They leave, then we do.

Lachlan takes my hand after we fold ourselves into his Mustang. “We gotta stop and eat too. I’m not gettin’ enough food in me.”

“Neither am I,” I tell him.

We stop at a fast-food restaurant and each eat enough to feed a family of eight, then hit the shops.

My shopping is a bit of a struggle because the stores I usually buy my clothes from specialize in running gear, sweats and jerseys.

Lachlan abandons me at the third shop. “I’m gonna go find some toys for Sorcha and Gabby.”

“How is that fair?”

He smirks as he turns his back and walks away.

The clerk, who introduces herself as Kinsley, smiles after him. “You two look too young to have kids.”

I don’t correct her because the thought of Lachlan and me having kids makes my hormones go wild. “Yeah. We get that a lot.”

She looks me up and down. “I have some nice skirts that’ll fit well. You have a slim waist and hips, so it’ll just be the length that’s the problem.”

“The length is always the problem.”

“I like a challenge,” she replies. “You have awesome legs. You don’t mind showing your knees, do you?”

“Not on a basketball court.”

She quirks her eyebrows. “Well, there is a tall women’s store, but they’re closed on Sundays and besides their clothes are ugly. For some reason, they think that big or tall women like wearing floral patterns that are more suited for someone’s grandmother.”

I think of mom, who wouldn’t be caught dead in a shirt with flowers on it. Mind you, she’s only just become a gramma, so maybe she’ll start wearing them now.

“Okay,” I relent with clenched teeth. “I’ll try on some skirts.”

After a half-dozen, I settle on a tan skirt. It just tops my knees but it looks like it was meant for someone as tall as I am. I also buy a blue sleeveless blouse, despite wanting the pink one.

“Not with your coloring,” Kinsley says. “It’ll wash you out.”

We settle on a nice white sweater that almost fits the length of my arms.

“You need some better underwear.”

Despite my protests, I try on some lacy bras, a couple of which give me a surprising amount of cleavage.

“I didn’t know this was possible,” I say as I look at myself sideways.

“Anything’s possible these days.”

She chooses some lacy panties and adds them to the growing pile. “You’ve gotta spice things up for that big dude, girl,” she says like we’re best friends. Maybe we are now.

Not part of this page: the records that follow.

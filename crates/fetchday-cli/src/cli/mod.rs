//! CLI argument definitions using the clap derive API.
//!
//! This module is the *only* place that knows about argument names, aliases,
//! help text, and value enums.  No business logic lives here.

use std::path::PathBuf;

use clap::{Args, Parser, Subcommand, ValueEnum};

use fetchday_core::domain::{FIRST_YEAR, LAST_DAY};

pub mod global;
pub use global::{GlobalArgs, OutputFormat};

// ── Top-level CLI ─────────────────────────────────────────────────────────────

/// Main CLI entry-point.
#[derive(Debug, Parser)]
#[command(
    name    = "fetch-day",
    bin_name = "fetch-day",
    version  = env!("CARGO_PKG_VERSION"),
    author   = env!("CARGO_PKG_AUTHORS"),
    about    = "Fetch a day's puzzle input and instructions, and scaffold solution stubs",
    long_about = "fetch-day downloads your personal puzzle input (storing an encrypted \
                  copy next to it), turns the puzzle page into a README and renders \
                  Go, Rust and TypeScript solution stubs for the day.",
    after_help = "EXAMPLES:\n\
        \x20 fetch-day fetch                       # today, all languages\n\
        \x20 fetch-day fetch -d 7 --year 2022 -l rs\n\
        \x20 fetch-day fetch -d 7 --part-2         # refresh READMEs after part 1\n\
        \x20 fetch-day decrypt\n\
        \x20 fetch-day completions bash > ~/.local/share/bash-completion/completions/fetch-day",
    arg_required_else_help = true,
    subcommand_required    = true,
)]
pub struct Cli {
    /// Flags available on every subcommand.
    #[command(flatten)]
    pub global: GlobalArgs,

    /// Subcommand to execute.
    #[command(subcommand)]
    pub command: Commands,
}

// ── Subcommands ───────────────────────────────────────────────────────────────

/// All available subcommands.
#[derive(Debug, Subcommand)]
pub enum Commands {
    /// Download input and instructions and create stubs for a day.
    #[command(
        visible_alias = "f",
        about = "Fetch a puzzle and scaffold its stubs",
        after_help = "EXAMPLES:\n\
            \x20 fetch-day fetch -d 1\n\
            \x20 fetch-day fetch -d 1 -l go,ts --keep-instructions\n\
            \x20 fetch-day fetch -d 1 --no-data --skip-templates --download\n\n\
            ENVIRONMENT:\n\
            \x20 AOC_SESSION_TOKEN   session cookie used for downloads\n\
            \x20 AOC_AES_KEY         32-byte key for the encrypted data copy"
    )]
    Fetch(FetchArgs),

    /// Restore plain data files from their encrypted copies.
    #[command(
        about = "Decrypt data/*.enc.txt files",
        after_help = "EXAMPLES:\n\
            \x20 AOC_AES_KEY=... fetch-day decrypt\n\
            \x20 fetch-day decrypt --data-dir ../data"
    )]
    Decrypt(DecryptArgs),

    /// Initialise a fetch-day configuration file.
    #[command(
        about = "Initialise configuration",
        after_help = "EXAMPLES:\n\
            \x20 fetch-day init\n\
            \x20 fetch-day init --force"
    )]
    Init(InitArgs),

    /// Generate shell completion scripts.
    #[command(
        about = "Generate shell completions",
        after_help = "EXAMPLES:\n\
            \x20 fetch-day completions bash > ~/.local/share/bash-completion/completions/fetch-day\n\
            \x20 fetch-day completions zsh  > ~/.zfunc/_fetch-day\n\
            \x20 fetch-day completions fish > ~/.config/fish/completions/fetch-day.fish"
    )]
    Completions(CompletionsArgs),

    /// Inspect the fetch-day configuration.
    #[command(
        about = "Configuration management",
        subcommand,
        after_help = "EXAMPLES:\n\
            \x20 fetch-day config get paths.data_dir\n\
            \x20 fetch-day config list --output-format json\n\
            \x20 fetch-day config path"
    )]
    Config(ConfigCommands),
}

// ── fetch ─────────────────────────────────────────────────────────────────────

/// Arguments for `fetch-day fetch`.
#[derive(Debug, Args)]
pub struct FetchArgs {
    /// Puzzle day. Defaults to today in UTC-5, capped at 25.
    #[arg(
        short = 'd',
        long = "day",
        value_name = "DAY",
        value_parser = clap::value_parser!(u32).range(1..=LAST_DAY as i64),
        help = "Puzzle day (1-25)"
    )]
    pub day: Option<u32>,

    /// Puzzle year. Defaults to the current year.
    #[arg(
        long = "year",
        value_name = "YEAR",
        value_parser = clap::value_parser!(u32).range(FIRST_YEAR as i64..),
        help = "Puzzle year"
    )]
    pub year: Option<u32>,

    /// Download the instructions even if a cached copy exists.
    #[arg(
        short = 'f',
        long = "download",
        help = "Download instructions even if cached"
    )]
    pub download: bool,

    /// Do not download the puzzle input.
    #[arg(long = "no-data", help = "Skip downloading the puzzle input")]
    pub no_data: bool,

    /// Languages to create instructions and templates for.
    #[arg(
        short = 'l',
        long = "langs",
        value_name = "LANG",
        value_enum,
        value_delimiter = ',',
        help = "Languages to create instructions and templates for"
    )]
    pub langs: Vec<LangArg>,

    /// Skip code template creation for each language.
    #[arg(long = "skip-templates", help = "Skip code template creation")]
    pub skip_templates: bool,

    /// Keep the downloaded puzzle page after converting it.
    #[arg(
        long = "keep-instructions",
        help = "Keep instructions.html after conversion"
    )]
    pub keep_instructions: bool,

    /// Update the READMEs to contain part 2.
    #[arg(
        long = "part-2",
        help = "Update the READMEs to contain part 2. Alias for '--download --no-data --skip-templates'"
    )]
    pub part_2: bool,

    /// Replace stub files that already exist.
    #[arg(long = "overwrite", help = "Overwrite existing stub files")]
    pub overwrite: bool,
}

// ── decrypt ───────────────────────────────────────────────────────────────────

/// Arguments for `fetch-day decrypt`.
#[derive(Debug, Args)]
pub struct DecryptArgs {
    /// Directory holding the encrypted files. Defaults to `paths.data_dir`.
    #[arg(long = "data-dir", value_name = "DIR", help = "Data directory")]
    pub data_dir: Option<PathBuf>,
}

// ── init ──────────────────────────────────────────────────────────────────────

/// Arguments for `fetch-day init`.
#[derive(Debug, Args)]
pub struct InitArgs {
    /// Overwrite an existing config file.
    #[arg(long = "force", help = "Overwrite existing configuration")]
    pub force: bool,
}

// ── completions ───────────────────────────────────────────────────────────────

/// Arguments for `fetch-day completions`.
#[derive(Debug, Args)]
pub struct CompletionsArgs {
    /// Target shell.
    #[arg(value_enum)]
    pub shell: Shell,
}

/// Supported shells for completion generation.
#[derive(Debug, Clone, Copy, PartialEq, Eq, ValueEnum)]
#[value(rename_all = "lowercase")]
pub enum Shell {
    Bash,
    Zsh,
    Fish,
    #[value(name = "powershell")]
    PowerShell,
    Elvish,
}

// ── config ────────────────────────────────────────────────────────────────────

/// `fetch-day config` subcommands.
#[derive(Debug, Subcommand)]
pub enum ConfigCommands {
    /// Print one configuration value.
    Get {
        /// Dotted key, e.g. `paths.data_dir`.
        #[arg(value_name = "KEY")]
        key: String,
    },
    /// Print the effective configuration.
    List,
    /// Print the default configuration file path.
    Path,
}

// ── value enums ───────────────────────────────────────────────────────────────

/// Languages stubs can be generated for.
#[derive(Debug, Clone, Copy, PartialEq, Eq, ValueEnum)]
#[value(rename_all = "lowercase")]
pub enum LangArg {
    /// Also accepted as `golang`.
    #[value(alias = "golang")]
    Go,
    /// Also accepted as `rust`.
    #[value(alias = "rust")]
    Rs,
    /// Also accepted as `typescript`.
    #[value(alias = "typescript")]
    Ts,
}

impl From<LangArg> for fetchday_core::domain::Lang {
    fn from(lang: LangArg) -> Self {
        match lang {
            LangArg::Go => Self::Go,
            LangArg::Rs => Self::Rs,
            LangArg::Ts => Self::Ts,
        }
    }
}

// ── tests ─────────────────────────────────────────────────────────────────────

#[cfg(test)]
mod tests {
    use super::*;
    use clap::{CommandFactory, Parser};
    use fetchday_core::domain::Lang;

    #[test]
    fn verify_cli_structure() {
        Cli::command().debug_assert();
    }

    #[test]
    fn lang_converts_to_domain() {
        assert_eq!(Lang::from(LangArg::Rs), Lang::Rs);
    }

    #[test]
    fn parse_fetch_command() {
        let cli = Cli::parse_from(["fetch-day", "fetch", "-d", "7", "--year", "2022"]);
        let Commands::Fetch(args) = cli.command else {
            panic!("expected Fetch command");
        };
        assert_eq!(args.day, Some(7));
        assert_eq!(args.year, Some(2022));
        assert!(args.langs.is_empty());
    }

    #[test]
    fn langs_are_comma_separated_with_aliases() {
        let cli = Cli::parse_from(["fetch-day", "fetch", "-l", "rust,golang", "-l", "ts"]);
        let Commands::Fetch(args) = cli.command else {
            panic!("expected Fetch command");
        };
        assert_eq!(args.langs, vec![LangArg::Rs, LangArg::Go, LangArg::Ts]);
    }

    #[test]
    fn day_out_of_range_is_rejected() {
        assert!(Cli::try_parse_from(["fetch-day", "fetch", "-d", "26"]).is_err());
        assert!(Cli::try_parse_from(["fetch-day", "fetch", "-d", "0"]).is_err());
    }

    #[test]
    fn year_before_first_series_is_rejected() {
        assert!(Cli::try_parse_from(["fetch-day", "fetch", "--year", "2014"]).is_err());
    }

    #[test]
    fn quiet_and_verbose_conflict() {
        // clap should reject --quiet --verbose together
        let result = Cli::try_parse_from(["fetch-day", "--quiet", "--verbose", "decrypt"]);
        assert!(result.is_err());
    }
}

“Right,” I reply thinking about Lachlan seeing me in my new bra and underwear. “He kind of likes my boy shorts though.”

“Sure he does.”.

“You don’t know him like I do.”

“He’s a man, isn’t he?”

“Yeah,” I say because she’s right.

“You should get your ears pierced,” Kinsley says as she checks me out. “Wear a bit more makeup and a bracelet and rings. Put some false eyelashes on.”

False eyelashes. Never! “Then I’ll look pretty?”

“You’re already pretty,” she replies sounding remarkably like my mom. “It doesn’t hurt to enhance your best features.”

“I’ll think about it,” I say as I take my bags and leave the store. I don’t bother looking for shoes. Lexie will have a couple of decent pairs. She also has clothes I could’ve borrowed, but like Kinsley said, they wouldn’t suit my coloring and besides, Lexie has way more curves than I do, even with my new bra.

Lachlan is waiting when I emerge and we go clothes hunting for him, but there are few places that have suits that fit a man as big and tall as he is. One of the men’s shops directs us to a clothing store in downtown Sagebrush that specializes in clothes for men Lachlan’s size.

The female clerk, who introduces herself as Giana, is young, pretty and curvy. She’s all over Lachlan as she takes his measurements. My agitation grows as I watch her. I gotta learn to curb my jealously.

Lachlan turns to me and raises his eyebrows when she measures the length of his leg. She’s so close to his junk, she could bite it.

I jerk to my feet and walk away.

“Where you goin’?” Lachlan calls after me.

“Looking at stuff,” I mutter.

I return with a couple of ties as Lachlan walks out of a dressing room wearing a charcoal suit over a white dress shirt. Holy hell, he looks good. “Wow,” I say.

“I know,” Giana adds. “Right?”

He grins smugly, completely oblivious to my growing animosity to the poor woman who’s only doing her job. Maybe. Or maybe she’s doing more than her job.

“It feels unnatural,” he says as he tugs on the collar of his shirt.

“Looks amazing.” I run a possessive hand down his chest. “If I wasn’t a suit girl before, I am now.”

“It needs some adjustments,” Giana says. “Hemming an inch for sure and letting out a bit on the sides. She gives him a sultry smile. “Too many muscles.”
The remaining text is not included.